The next time you glance at a baby in a crib, appreciate the fact that you are looking at more than just another cute face. You are peering at what scientists are starting to believe is the greatest learning machine in the universe.
The mind behind those bright blue or brown eyes is faster and far more sophisticated than any computer built, say the authors of the new book, "The Scientist in the Crib."
Written by the University of Washington husband-wife team of developmental scientists Andrew Meltzoff and Patricia Kuhl and University of California, Berkeley, psychologist Alison Gopnik, the book is a thoughtful and sometimes humorous exploration of how babies learn. In addition, the authors propose that the way babies acquire knowledge has an uncanny resemblance to how adults use the scientific method to conduct research.
"The Scientist in the Crib," published by William Morrow and Company, Inc., is not another how-to book. It's a book aimed at parents and other adults who want to know how children's minds work as much as they want to know about feeding them and changing their diapers. The book explains the remarkable transformation that happens in the human brain during the first three years of life and how, often unknowingly, parents and others help the process along.
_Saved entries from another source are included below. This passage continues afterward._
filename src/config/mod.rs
#[cfg(feature = "cli")]
pub mod cli;
pub mod seed_config;

use crate::core::{DoseType, SearchRequest, VaccineType};
use crate::utils::error::{RegistryError, Result};

/// Parses `VACCINE:DOSE` into a search request.
pub fn parse_search_request(raw: &str) -> Result<SearchRequest> {
    let parts = raw
        .split_once(':')
        .map(|(vaccine, dose)| (vaccine.trim(), dose.trim()));
    match parts {
        Some((vaccine, dose)) if !vaccine.is_empty() && !dose.is_empty() => Ok(SearchRequest::new(
            VaccineType::from(vaccine),
            DoseType::from(dose),
        )),
        _ => Err(RegistryError::InvalidConfigValueError {
            field: "request".to_string(),
            value: raw.to_string(),
            reason: "Expected VACCINE:DOSE".to_string(),
        }),
    }
}
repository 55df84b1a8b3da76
use crate::domain::model::VaccineCenter;
use crate::domain::ports::CenterStore;
use std::collections::HashMap;

/// Insertion-ordered center list with an id index on the side.
#[derive(Debug, Clone, Default)]
pub struct InMemoryCenterStore {
    centers: Vec<VaccineCenter>,
    index: HashMap<String, usize>,
}

impl InMemoryCenterStore {
    pub fn new() -> Self {
        Self::default()
    }
}

impl CenterStore for InMemoryCenterStore {
    fn find(&self, id: &str) -> Option<&VaccineCenter> {
        self.index.get(id).map(|&position| &self.centers[position])
    }

    fn find_mut(&mut self, id: &str) -> Option<&mut VaccineCenter> {
        match self.index.get(id) {
            Some(&position) => self.centers.get_mut(position),
            None => None,
        }
    }

    fn insert(&mut self, center: VaccineCenter) {
        // centers are never removed, so positions stay stable
        self.index.insert(center.id.clone(), self.centers.len());
        self.centers.push(center);
    }

    fn centers(&self) -> &[VaccineCenter] {
        &self.centers
    }
}
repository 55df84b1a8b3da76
use crate::domain::model::VaccineCenter;

/// Owning storage for registered centers.
///
/// Implementations must keep centers in insertion order: `centers()` drives the
/// order of every search result.
pub trait CenterStore {
    fn find(&self, id: &str) -> Option<&VaccineCenter>;

    fn find_mut(&mut self, id: &str) -> Option<&mut VaccineCenter>;

    /// Appends a center. Callers check id uniqueness first.
    fn insert(&mut self, center: VaccineCenter);

    fn centers(&self) -> &[VaccineCenter];

    fn len(&self) -> usize {
        self.centers().len()
    }

    fn is_empty(&self) -> bool {
        self.centers().is_empty()
    }
}
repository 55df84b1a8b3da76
use crate::core::registry::VaccineRegistry;
use crate::core::VaccineCenter;
use crate::utils::error::{RegistryError, Result};
use crate::utils::validation::{
    validate_non_empty_string, validate_path, validate_unique_ids, Validate,
};
use serde::{Deserialize, Serialize};
use std::path::Path;

/// Centers to register at startup.
#[derive(Debug, Clone, Default, Serialize, Deserialize)]
pub struct SeedConfig {
    #[serde(default)]
    pub registry: RegistryInfo,
    #[serde(default)]
    pub centers: Vec<VaccineCenter>,
}

#[derive(Debug, Clone, Default, Serialize, Deserialize)]
pub struct RegistryInfo {
    pub name: Option<String>,
    pub description: Option<String>,
}

impl SeedConfig {
    /// 從檔案載入：副檔名為 .json 時用 JSON，其餘一律視為 TOML
    pub fn from_file<P: AsRef<Path>>(path: P) -> Result<Self> {
        let path = path.as_ref();
        validate_path("seed", &path.to_string_lossy())?;

        let content = std::fs::read_to_string(path).map_err(RegistryError::IoError)?;
        let is_json = path
            .extension()
            .and_then(|ext| ext.to_str())
            .map(|ext| ext.eq_ignore_ascii_case("json"))
            .unwrap_or(false);

        if is_json {
            Self::from_json_str(&content)
        } else {
            Self::from_toml_str(&content)
        }
    }

    pub fn from_toml_str(content: &str) -> Result<Self> {
        let processed_content = Self::substitute_env_vars(content)?;
        Ok(toml::from_str(&processed_content)?)
    }

    pub fn from_json_str(content: &str) -> Result<Self> {
        let processed_content = Self::substitute_env_vars(content)?;
        Ok(serde_json::from_str(&processed_content)?)
    }

    /// 替換環境變數 (例如 ${CENTER_NAME})，未設定的保持原樣
    fn substitute_env_vars(content: &str) -> Result<String> {
        use regex::Regex;
        let re = Regex::new(r"\$\{([^}]+)\}").map_err(|e| RegistryError::ConfigError {
            message: format!("Invalid substitution pattern: {}", e),
        })?;

        let result = re.replace_all(content, |caps: &regex::Captures| {
            let var_name = &caps[1];
            std::env::var(var_name).unwrap_or_else(|_| format!("${{{}}}", var_name))
        });

        Ok(result.to_string())
    }

    pub fn registry_name(&self) -> &str {
        self.registry.name.as_deref().unwrap_or("vaccine-registry")
    }

    /// Validates the seed and registers every center in file order.
    pub fn into_registry(self) -> Result<VaccineRegistry> {
        self.validate()?;

        let mut registry = VaccineRegistry::new();
        for center in self.centers {
            registry.add(center)?;
        }
        tracing::info!("Loaded {} vaccine centers", registry.len());
        Ok(registry)
    }
}

impl Validate for SeedConfig {
    fn validate(&self) -> Result<()> {
        for (i, center) in self.centers.iter().enumerate() {
            validate_non_empty_string(&format!("centers[{}].id", i), &center.id)?;

            for (j, availability) in center.vaccine_availabilities.iter().enumerate() {
                validate_non_empty_string(
                    &format!("centers[{}].vaccine_availabilities[{}].id", i, j),
                    &availability.id,
                )?;
            }
            validate_unique_ids(
                &format!("centers[{}].vaccine_availabilities", i),
                center
                    .vaccine_availabilities
                    .iter()
                    .map(|availability| availability.id.as_str()),
            )?;
        }
        Ok(())
    }
}
use serde::{Deserialize, Serialize};
use std::fmt;

/// Declares a string-valued enumeration with a fixed set of known members and an
/// `Other` catch-all, so unknown values are carried through instead of rejected.
macro_rules! string_enum {
    ($(#[$meta:meta])* $name:ident { $($variant:ident => $value:literal),+ $(,)? }) => {
        $(#[$meta])*
        #[derive(Debug, Clone, PartialEq, Eq, Hash, Serialize, Deserialize)]
        #[serde(from = "String", into = "String")]
        pub enum $name {
            $($variant,)+
            Other(String),
        }

        impl $name {
            pub fn as_str(&self) -> &str {
                match self {
                    $($name::$variant => $value,)+
                    $name::Other(value) => value.as_str(),
                }
            }
        }

        impl From<&str> for $name {
            fn from(value: &str) -> Self {
                match value {
                    $($value => $name::$variant,)+
                    other => $name::Other(other.to_string()),
                }
            }
        }

        impl From<String> for $name {
            fn from(value: String) -> Self {
                match value.as_str() {
                    $($value => $name::$variant,)+
                    _ => $name::Other(value),
                }
            }
        }

        impl From<$name> for String {
            fn from(value: $name) -> Self {
                match value {
                    $name::Other(value) => value,
                    known => known.as_str().to_string(),
                }
            }
        }

        impl fmt::Display for $name {
            fn fmt(&self, f: &mut fmt::Formatter<'_>) -> fmt::Result {
                f.write_str(self.as_str())
            }
        }
    };
}

string_enum!(
    /// Vaccine brand administered at a center.
    VaccineType {
        Covaxin => "COVAXIN",
        Covishield => "COVISHIELD",
    }
);

string_enum!(
    DoseType {
        FirstDose => "FIRST_DOSE",
        SecondDose => "SECOND_DOSE",
    }
);

string_enum!(
    CostType {
        Free => "FREE",
        Paid => "PAID",
    }
);

#[derive(Debug, Clone, Default, PartialEq, Eq, Serialize, Deserialize)]
pub struct Location {
    pub street: String,
    pub district: String,
    pub state: String,
    pub pin_code: u32,
}

impl Location {
    pub fn new(street: &str, district: &str, state: &str, pin_code: u32) -> Self {
        Self {
            street: street.to_string(),
            district: district.to_string(),
            state: state.to_string(),
            pin_code,
        }
    }
}

/// Remaining and booked slot counts for one vaccine/dose pair at a center.
#[derive(Debug, Clone, Default, PartialEq, Eq, Serialize, Deserialize)]
pub struct VaccineAvailability {
    #[serde(default)]
    pub id: String,
    pub vaccine_type: Option<VaccineType>,
    pub dose_type: Option<DoseType>,
    #[serde(default)]
    pub available_quantity_count: u32,
    #[serde(default)]
    pub booked_quantity_count: u32,
}

impl VaccineAvailability {
    pub fn new(
        id: &str,
        vaccine_type: VaccineType,
        dose_type: DoseType,
        available_quantity_count: u32,
        booked_quantity_count: u32,
    ) -> Self {
        Self {
            id: id.to_string(),
            vaccine_type: Some(vaccine_type),
            dose_type: Some(dose_type),
            available_quantity_count,
            booked_quantity_count,
        }
    }

    /// An absent criterion never matches, even against an absent field.
    pub fn matches(&self, vaccine_type: Option<&VaccineType>, dose_type: Option<&DoseType>) -> bool {
        match (vaccine_type, dose_type) {
            (Some(vaccine), Some(dose)) => {
                self.vaccine_type.as_ref() == Some(vaccine) && self.dose_type.as_ref() == Some(dose)
            }
            _ => false,
        }
    }

    /// Stock left and room to record one more booking.
    pub fn is_bookable(&self) -> bool {
        self.available_quantity_count > 0 && self.booked_quantity_count < u32::MAX
    }
}

#[derive(Debug, Clone, Default, PartialEq, Eq, Serialize, Deserialize)]
pub struct VaccineCenter {
    #[serde(default)]
    pub id: String,
    #[serde(default)]
    pub name: String,
    #[serde(default)]
    pub location: Option<Location>,
    #[serde(default)]
    pub vaccine_types: Vec<VaccineType>,
    #[serde(default)]
    pub dose_types: Vec<DoseType>,
    #[serde(default)]
    pub cost_types: Vec<CostType>,
    #[serde(default)]
    pub vaccine_availabilities: Vec<VaccineAvailability>,
}

impl VaccineCenter {
    pub fn new(
        id: &str,
        name: &str,
        location: Location,
        vaccine_types: Vec<VaccineType>,
        dose_types: Vec<DoseType>,
        cost_types: Vec<CostType>,
    ) -> Self {
        Self {
            id: id.to_string(),
            name: name.to_string(),
            location: Some(location),
            vaccine_types,
            dose_types,
            cost_types,
            vaccine_availabilities: Vec::new(),
        }
    }

    /// True when no field carries a value at all.
    pub fn is_empty(&self) -> bool {
        self.id.is_empty()
            && self.name.is_empty()
            && self.location.is_none()
            && self.vaccine_types.is_empty()
            && self.dose_types.is_empty()
            && self.cost_types.is_empty()
            && self.vaccine_availabilities.is_empty()
    }

    pub fn availability_position(&self, availability_id: &str) -> Option<usize> {
        self.vaccine_availabilities
            .iter()
            .position(|availability| availability.id == availability_id)
    }

    pub fn find_availability(&self, availability_id: &str) -> Option<&VaccineAvailability> {
        self.availability_position(availability_id)
            .map(|index| &self.vaccine_availabilities[index])
    }

    /// Whether any availability entry carries the vaccine/dose pair, regardless of stock.
    pub fn offers(&self, vaccine_type: Option<&VaccineType>, dose_type: Option<&DoseType>) -> bool {
        self.vaccine_availabilities
            .iter()
            .any(|availability| availability.matches(vaccine_type, dose_type))
    }

    pub fn available_total(&self) -> u64 {
        self.vaccine_availabilities
            .iter()
            .map(|availability| u64::from(availability.available_quantity_count))
            .sum()
    }
}

#[derive(Debug, Clone, Default, PartialEq, Eq, Serialize, Deserialize)]
pub struct SearchRequest {
    pub vaccine_type: Option<VaccineType>,
    pub dose_type: Option<DoseType>,
}

impl SearchRequest {
    pub fn new(vaccine_type: VaccineType, dose_type: DoseType) -> Self {
        Self {
            vaccine_type: Some(vaccine_type),
            dose_type: Some(dose_type),
        }
    }
}

/// Centers matching a query. Borrows from the registry it was produced by.
#[derive(Debug, Clone, PartialEq, Serialize)]
pub struct SearchResponse<'a> {
    pub total_count: usize,
    pub results: Vec<&'a VaccineCenter>,
}

impl<'a> SearchResponse<'a> {
    pub fn empty() -> Self {
        Self {
            total_count: 0,
            results: Vec::new(),
        }
    }

    pub fn from_results(results: Vec<&'a VaccineCenter>) -> Self {
        Self {
            total_count: results.len(),
            results,
        }
    }

    /// Appends another response, keeping repeated centers.
    pub fn concat(mut self, other: SearchResponse<'a>) -> Self {
        self.results.extend(other.results);
        self.total_count = self.results.len();
        self
    }
}
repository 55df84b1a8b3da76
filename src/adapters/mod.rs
// Adapters layer: concrete implementations of the domain ports.

pub mod memory;
use tracing_subscriber::{layer::SubscriberExt, util::SubscriberInitExt, EnvFilter};

/// `RUST_LOG` wins; otherwise registry mutations and rejections log at info,
/// and `--verbose` opens up the per-operation debug lines.
fn registry_filter(verbose: bool) -> EnvFilter {
    let directive = if verbose {
        "vaccine_registry=debug,info"
    } else {
        "vaccine_registry=info"
    };
    EnvFilter::try_from_default_env().unwrap_or_else(|_| EnvFilter::new(directive))
}

/// Human-readable logs for interactive `show` / `search` / `book` runs.
///
/// Logs go to stderr: stdout carries only the JSON or CSV report, so
/// `vaccine-registry search ... > out.csv` stays clean.
pub fn init_cli_logger(verbose: bool) {
    tracing_subscriber::registry()
        .with(registry_filter(verbose))
        .with(
            tracing_subscriber::fmt::layer()
                .with_target(false)
                .with_thread_ids(false)
                .with_writer(std::io::stderr)
                .compact(),
        )
        .init();
}

/// Selected by `--json-logs`. One JSON object per booking or rejection,
/// for collectors that parse stderr line by line.
pub fn init_json_logger() {
    tracing_subscriber::registry()
        .with(registry_filter(false))
        .with(
            tracing_subscriber::fmt::layer()
                .with_target(false)
                .with_writer(std::io::stderr)
                .json()
                .with_current_span(false),
        )
        .init();
}
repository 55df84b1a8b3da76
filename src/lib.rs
pub mod adapters;
pub mod app;
pub mod config;
pub mod core;
pub mod domain;
pub mod utils;

#[cfg(feature = "cli")]
pub use crate::config::cli::CliConfig;

pub use crate::adapters::memory::InMemoryCenterStore;
pub use crate::config::seed_config::SeedConfig;
pub use crate::core::registry::VaccineRegistry;
pub use crate::core::search::SearchEngine;
pub use crate::domain::model::{
    CostType, DoseType, Location, SearchRequest, SearchResponse, VaccineAvailability,
    VaccineCenter, VaccineType,
};
pub use crate::utils::error::{ErrorKind, RegistryError, Result};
"We are born to teach" said Kuhl, "We do this naturally and quite unconsciously. It seems as if nature designed us to teach babies in the same way it designed babies to learn."
The authors wrote the book from the dual perspective of being parents
and leading figures in the new field of human developmental science. Meltzoff,
a UW psychology professor, has done pioneering research into how much infants
know and how they learn. Kuhl, a professor of speech and hearing science, is
one of the world's leading authorities on language and speech acquisition.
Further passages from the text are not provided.